Что тут антинационального, что тут вредного для русских? Программа реальных дел, отвечающая на реальные вызовы времени, весьма близкая к тому, что проповедовал некогда и сам Достоевский. Но в «Дневнике писателя» ничего подобного мы не встретим. Зато в изобилии найдем красноречивые рассуждения о смирении русского мужика и его любви к страданию; об особых отношениях в России между царем-отцом и народом-детьми (в силу чего в любой момент царь-отец может дать народу такую неслыханную свободу, которая и не снилась гнилым западным демократиям); о том, что главное в политике – не совершенствование общественных учреждений, а христианские идеалы, будто бы способные сами по себе преобразить русское общество.
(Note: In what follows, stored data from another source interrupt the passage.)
//! `PostgreSQL` document store.
//!
//! Tables live in the `productstore` schema, see `migrations/`.

use async_trait::async_trait;
use chrono::{DateTime, Utc};
use rust_decimal::Decimal;
use secrecy::{ExposeSecret, SecretString};
use sqlx::{FromRow, PgExecutor, PgPool};

use productstore_core::{AccountId, Email, Price, ProductId, UserId};

use super::{DocumentStore, RepositoryError};
use crate::models::{Account, Product, ProductFields, SessionRecord, User};

const PRODUCT_COLUMNS: &str =
    "id, name, description, price, image, owner_id, created_at, updated_at";

/// A [`DocumentStore`] backed by a `PostgreSQL` pool.
#[derive(Debug, Clone)]
pub struct PgStore {
    pool: PgPool,
}

impl PgStore {
    /// Wrap an existing pool.
    #[must_use]
    pub const fn new(pool: PgPool) -> Self {
        Self { pool }
    }

    /// The underlying pool, for migrations.
    #[must_use]
    pub const fn pool(&self) -> &PgPool {
        &self.pool
    }
}

#[derive(FromRow)]
struct UserRow {
    id: UserId,
    name: String,
    email: String,
    password_hash: String,
    created_at: DateTime<Utc>,
    updated_at: DateTime<Utc>,
}

impl TryFrom<UserRow> for User {
    type Error = RepositoryError;

    fn try_from(row: UserRow) -> Result<Self, Self::Error> {
        let email = Email::parse(&row.email).map_err(|e| {
            RepositoryError::DataCorruption(format!("invalid email for user {}: {e}", row.id))
        })?;
        Ok(Self {
            id: row.id,
            name: row.name,
            email,
            password_hash: SecretString::from(row.password_hash),
            created_at: row.created_at,
            updated_at: row.updated_at,
        })
    }
}

#[derive(FromRow)]
struct ProductRow {
    id: ProductId,
    name: String,
    description: String,
    price: Decimal,
    image: String,
    owner_id: UserId,
    created_at: DateTime<Utc>,
    updated_at: DateTime<Utc>,
}

impl TryFrom<ProductRow> for Product {
    type Error = RepositoryError;

    fn try_from(row: ProductRow) -> Result<Self, Self::Error> {
        let price = Price::new(row.price).map_err(|e| {
            RepositoryError::DataCorruption(format!("invalid price for product {}: {e}", row.id))
        })?;
        Ok(Self {
            id: row.id,
            name: row.name,
            description: row.description,
            price,
            image: row.image,
            owner_id: row.owner_id,
            created_at: row.created_at,
            updated_at: row.updated_at,
        })
    }
}

#[derive(FromRow)]
struct SessionRow {
    session_token: String,
    user_id: Option<UserId>,
    data: serde_json::Value,
    expires: DateTime<Utc>,
    created_at: DateTime<Utc>,
    updated_at: DateTime<Utc>,
}

impl From<SessionRow> for SessionRecord {
    fn from(row: SessionRow) -> Self {
        Self {
            session_token: row.session_token,
            user_id: row.user_id,
            data: row.data,
            expires: row.expires,
            created_at: row.created_at,
            updated_at: row.updated_at,
        }
    }
}

#[derive(FromRow)]
struct AccountRow {
    id: AccountId,
    user_id: UserId,
    provider: String,
    provider_account_id: String,
    account_type: String,
    created_at: DateTime<Utc>,
}

impl From<AccountRow> for Account {
    fn from(row: AccountRow) -> Self {
        Self {
            id: row.id,
            user_id: row.user_id,
            provider: row.provider,
            provider_account_id: row.provider_account_id,
            account_type: row.account_type,
            created_at: row.created_at,
        }
    }
}

/// Map unique violations to [`RepositoryError::Conflict`] and foreign key
/// violations to [`RepositoryError::MissingReference`].
fn constraint_error(err: sqlx::Error) -> RepositoryError {
    if let sqlx::Error::Database(ref db_err) = err {
        let constraint = db_err.constraint().unwrap_or("unknown");
        if db_err.is_unique_violation() {
            return RepositoryError::Conflict(format!("constraint {constraint} violated"));
        }
        if db_err.is_foreign_key_violation() {
            return RepositoryError::MissingReference(format!(
                "constraint {constraint} violated"
            ));
        }
    }
    RepositoryError::Database(err)
}

async fn insert_user_row<'e>(
    executor: impl PgExecutor<'e>,
    user: &User,
) -> Result<(), RepositoryError> {
    sqlx::query(
        r"
        INSERT INTO productstore.users (id, name, email, password_hash, created_at, updated_at)
        VALUES ($1, $2, $3, $4, $5, $6)
        ",
    )
    .bind(user.id)
    .bind(&user.name)
    .bind(user.email.as_str())
    .bind(user.password_hash.expose_secret())
    .bind(user.created_at)
    .bind(user.updated_at)
    .execute(executor)
    .await
    .map_err(constraint_error)?;

    Ok(())
}

async fn insert_account_row<'e>(
    executor: impl PgExecutor<'e>,
    account: &Account,
) -> Result<(), RepositoryError> {
    sqlx::query(
        r"
        INSERT INTO productstore.accounts
            (id, user_id, provider, provider_account_id, account_type, created_at)
        VALUES ($1, $2, $3, $4, $5, $6)
        ",
    )
    .bind(account.id)
    .bind(account.user_id)
    .bind(&account.provider)
    .bind(&account.provider_account_id)
    .bind(&account.account_type)
    .bind(account.created_at)
    .execute(executor)
    .await
    .map_err(constraint_error)?;

    Ok(())
}

#[async_trait]
impl DocumentStore for PgStore {
    async fn insert_user(&self, user: &User) -> Result<(), RepositoryError> {
        insert_user_row(&self.pool, user).await
    }

    async fn insert_user_with_account(
        &self,
        user: &User,
        account: &Account,
    ) -> Result<(), RepositoryError> {
        // Both rows or neither.
        let mut tx = self.pool.begin().await?;
        insert_user_row(&mut *tx, user).await?;
        insert_account_row(&mut *tx, account).await?;
        tx.commit().await?;
        Ok(())
    }

    async fn user_by_email(&self, email: &str) -> Result<Option<User>, RepositoryError> {
        let row = sqlx::query_as::<_, UserRow>(
            r"
            SELECT id, name, email, password_hash, created_at, updated_at
            FROM productstore.users
            WHERE email = $1
            ",
        )
        .bind(email)
        .fetch_optional(&self.pool)
        .await?;

        row.map(User::try_from).transpose()
    }

    async fn user_by_id(&self, id: UserId) -> Result<Option<User>, RepositoryError> {
        let row = sqlx::query_as::<_, UserRow>(
            r"
            SELECT id, name, email, password_hash, created_at, updated_at
            FROM productstore.users
            WHERE id = $1
            ",
        )
        .bind(id)
        .fetch_optional(&self.pool)
        .await?;

        row.map(User::try_from).transpose()
    }

    async fn insert_product(&self, product: &Product) -> Result<(), RepositoryError> {
        sqlx::query(
            r"
            INSERT INTO productstore.products
                (id, name, description, price, image, owner_id, created_at, updated_at)
            VALUES ($1, $2, $3, $4, $5, $6, $7, $8)
            ",
        )
        .bind(product.id)
        .bind(&product.name)
        .bind(&product.description)
        .bind(product.price.amount())
        .bind(&product.image)
        .bind(product.owner_id)
        .bind(product.created_at)
        .bind(product.updated_at)
        .execute(&self.pool)
        .await
        .map_err(constraint_error)?;

        Ok(())
    }

    async fn products(&self, owner: Option<UserId>) -> Result<Vec<Product>, RepositoryError> {
        let rows = sqlx::query_as::<_, ProductRow>(&format!(
            "SELECT {PRODUCT_COLUMNS} FROM productstore.products \
             WHERE $1::uuid IS NULL OR owner_id = $1 \
             ORDER BY created_at DESC"
        ))
        .bind(owner)
        .fetch_all(&self.pool)
        .await?;

        rows.into_iter().map(Product::try_from).collect()
    }

    async fn product_by_id(&self, id: ProductId) -> Result<Option<Product>, RepositoryError> {
        let row = sqlx::query_as::<_, ProductRow>(&format!(
            "SELECT {PRODUCT_COLUMNS} FROM productstore.products WHERE id = $1"
        ))
        .bind(id)
        .fetch_optional(&self.pool)
        .await?;

        row.map(Product::try_from).transpose()
    }

    async fn update_product(
        &self,
        id: ProductId,
        owner: UserId,
        fields: &ProductFields,
        updated_at: DateTime<Utc>,
    ) -> Result<Option<Product>, RepositoryError> {
        let row = sqlx::query_as::<_, ProductRow>(&format!(
            "UPDATE productstore.products \
             SET name = $3, description = $4, price = $5, image = $6, updated_at = $7 \
             WHERE id = $1 AND owner_id = $2 \
             RETURNING {PRODUCT_COLUMNS}"
        ))
        .bind(id)
        .bind(owner)
        .bind(&fields.name)
        .bind(&fields.description)
        .bind(fields.price.amount())
        .bind(&fields.image)
        .bind(updated_at)
        .fetch_optional(&self.pool)
        .await?;

        row.map(Product::try_from).transpose()
    }

    async fn delete_product(&self, id: ProductId, owner: UserId) -> Result<bool, RepositoryError> {
        let result =
            sqlx::query("DELETE FROM productstore.products WHERE id = $1 AND owner_id = $2")
                .bind(id)
                .bind(owner)
                .execute(&self.pool)
                .await?;

        Ok(result.rows_affected() > 0)
    }

    async fn insert_session(&self, session: &SessionRecord) -> Result<(), RepositoryError> {
        sqlx::query(
            r"
            INSERT INTO productstore.sessions
                (session_token, user_id, data, expires, created_at, updated_at)
            VALUES ($1, $2, $3, $4, $5, $6)
            ",
        )
        .bind(&session.session_token)
        .bind(session.user_id)
        .bind(&session.data)
        .bind(session.expires)
        .bind(session.created_at)
        .bind(session.updated_at)
        .execute(&self.pool)
        .await
        .map_err(constraint_error)?;

        Ok(())
    }

    async fn session_by_token(&self, token: &str) -> Result<Option<SessionRecord>, RepositoryError> {
        let row = sqlx::query_as::<_, SessionRow>(
            r"
            SELECT session_token, user_id, data, expires, created_at, updated_at
            FROM productstore.sessions
            WHERE session_token = $1
            ",
        )
        .bind(token)
        .fetch_optional(&self.pool)
        .await?;

        Ok(row.map(SessionRecord::from))
    }

    async fn update_session(
        &self,
        token: &str,
        user_id: Option<UserId>,
        data: &serde_json::Value,
        expires: DateTime<Utc>,
        updated_at: DateTime<Utc>,
    ) -> Result<bool, RepositoryError> {
        let result = sqlx::query(
            r"
            UPDATE productstore.sessions
            SET user_id = $2, data = $3, expires = $4, updated_at = $5
            WHERE session_token = $1
            ",
        )
        .bind(token)
        .bind(user_id)
        .bind(data)
        .bind(expires)
        .bind(updated_at)
        .execute(&self.pool)
        .await
        .map_err(constraint_error)?;

        Ok(result.rows_affected() > 0)
    }

    async fn delete_session(&self, token: &str) -> Result<bool, RepositoryError> {
        let result = sqlx::query("DELETE FROM productstore.sessions WHERE session_token = $1")
            .bind(token)
            .execute(&self.pool)
            .await?;

        Ok(result.rows_affected() > 0)
    }

    async fn insert_account(&self, account: &Account) -> Result<(), RepositoryError> {
        insert_account_row(&self.pool, account).await
    }

    async fn account_by_provider(
        &self,
        provider: &str,
        provider_account_id: &str,
    ) -> Result<Option<Account>, RepositoryError> {
        let row = sqlx::query_as::<_, AccountRow>(
            r"
            SELECT id, user_id, provider, provider_account_id, account_type, created_at
            FROM productstore.accounts
            WHERE provider = $1 AND provider_account_id = $2
            ",
        )
        .bind(provider)
        .bind(provider_account_id)
        .fetch_optional(&self.pool)
        .await?;

        Ok(row.map(Account::from))
    }

    async fn delete_accounts_by_user(&self, user_id: UserId) -> Result<u64, RepositoryError> {
        let result = sqlx::query("DELETE FROM productstore.accounts WHERE user_id = $1")
            .bind(user_id)
            .execute(&self.pool)
            .await?;

        Ok(result.rows_affected())
    }

    async fn ping(&self) -> Result<(), RepositoryError> {
        sqlx::query("SELECT 1").execute(&self.pool).await?;
        Ok(())
    }

    async fn close(&self) {
        self.pool.close().await;
    }
}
Градовский и Кавелин вполне резонно возражали, что одна только личная христианская нравственность, без юридически закрепленной перестройки социальных практик, не может улучшить положение народа. Перестройка эта, однако, после 1866 г. начала заметно буксовать – самодержавие явно не желало предоставлять обществу реальные гражданские и уж тем более политические свободы. Перед интеллигенцией, поддержавшей реформы 1860-х гг. и поверившей в реформаторский потенциал самодержавия, встал выбор: либо перейти в оппозицию, либо «верить, ибо абсурдно». Либо требовать в той или иной форме ограничения самодержавия и участия представителей общества в управлении государством, либо ждать, пока самодержавие само «возьмется за ум» и стоя на коленях умолять его об этом.